**WORK INSTRUCTIONS**
Taking the first line of the listing as the start and the line containing "pub mod peer;" as the end, reproduce everything in between exactly, both ends included.

**RECORDED DATA**
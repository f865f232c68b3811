//! Fundamental types for the Strata storage miner.
//!
//! This crate defines the plain data shared across the workspace: block
//! heights, chain accounts, peer records, challenge windows and the
//! chain-derived miner status. Nothing in here talks to the network.

pub mod account;
pub mod challenge;
pub mod error;
pub mod height;
pub mod miner;
pub mod peer;

pub use account::AccountId;
pub use challenge::{ChallengeInfo, ChallengeWindow, MinerSnapshot, ProofKind, UnverifiedProof};
pub use error::TypesError;
pub use height::BlockHeight;
pub use miner::{MinerInfo, MinerState, VerifierWorker};
pub use multiaddr::Multiaddr;
pub use peer::PeerRecord;
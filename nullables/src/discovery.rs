//! Nullable peer discovery fed by the test.

use std::sync::{Mutex, PoisonError};

use async_trait::async_trait;
use tokio::sync::mpsc;

use strata_node::jobs::PeerDiscovery;
use strata_types::PeerRecord;

/// A discovery source that yields whatever the test announces.
///
/// Open until [`close`](Self::close); after that every `next_peer` returns
/// `None` once the queued peers are drained.
pub struct NullPeerDiscovery {
    tx: Mutex<Option<mpsc::UnboundedSender<PeerRecord>>>,
    rx: tokio::sync::Mutex<mpsc::UnboundedReceiver<PeerRecord>>,
}

impl NullPeerDiscovery {
    pub fn new() -> Self {
        let (tx, rx) = mpsc::unbounded_channel();
        Self {
            tx: Mutex::new(Some(tx)),
            rx: tokio::sync::Mutex::new(rx),
        }
    }

    /// Queue `record` for the next `next_peer` call. Ignored once closed.
    pub fn announce(&self, record: PeerRecord) {
        let tx = self.tx.lock().unwrap_or_else(PoisonError::into_inner);
        if let Some(tx) = tx.as_ref() {
            let _ = tx.send(record);
        }
    }

    pub fn close(&self) {
        self.tx.lock().unwrap_or_else(PoisonError::into_inner).take();
    }
}

impl Default for NullPeerDiscovery {
    fn default() -> Self {
        Self::new()
    }
}

#[async_trait]
impl PeerDiscovery for NullPeerDiscovery {
    async fn next_peer(&self) -> Option<PeerRecord> {
        self.rx.lock().await.recv().await
    }
}
//! Block height type.
//!
//! Every deadline the chain hands out (challenge expiration, verify
//! expiration, exit height) is a block height, never wall-clock time.

use serde::{Deserialize, Serialize};
use std::fmt;

/// A chain block number.
#[derive(
    Clone, Copy, Debug, Default, PartialEq, Eq, PartialOrd, Ord, Hash, Serialize, Deserialize,
)]
#[serde(transparent)]
pub struct BlockHeight(u32);

impl BlockHeight {
    pub const ZERO: Self = Self(0);

    pub fn new(height: u32) -> Self {
        Self(height)
    }

    pub fn get(&self) -> u32 {
        self.0
    }

    /// Number of blocks from `earlier` up to `self`, zero if `earlier` is later.
    pub fn saturating_sub(&self, earlier: BlockHeight) -> u32 {
        self.0.saturating_sub(earlier.0)
    }
}

impl fmt::Display for BlockHeight {
    fn fmt(&self, f: &mut fmt::Formatter<'_>) -> fmt::Result {
        write!(f, "#{}", self.0)
    }
}

impl From<u32> for BlockHeight {
    fn from(height: u32) -> Self {
        Self(height)
    }
}

#[cfg(test)]
mod tests {
    use super::*;

    #[test]
    fn saturating_sub_never_underflows() {
        assert_eq!(BlockHeight::new(10).saturating_sub(BlockHeight::new(4)), 6);
        assert_eq!(BlockHeight::new(4).saturating_sub(BlockHeight::new(10)), 0);
    }

    #[test]
    fn serializes_as_bare_number() {
        let json = serde_json::to_string(&BlockHeight::new(42)).unwrap();
        assert_eq!(json, "42");
    }
}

**SOLUTION BELOW**
repository f865f232c68b3811
//! Fundamental types for the Strata storage miner.
//!
//! This crate defines the plain data shared across the workspace: block
//! heights, chain accounts, peer records, challenge windows and the
//! chain-derived miner status. Nothing in here talks to the network.

pub mod account;
pub mod challenge;
pub mod error;
pub mod height;
pub mod miner;
pub mod peer;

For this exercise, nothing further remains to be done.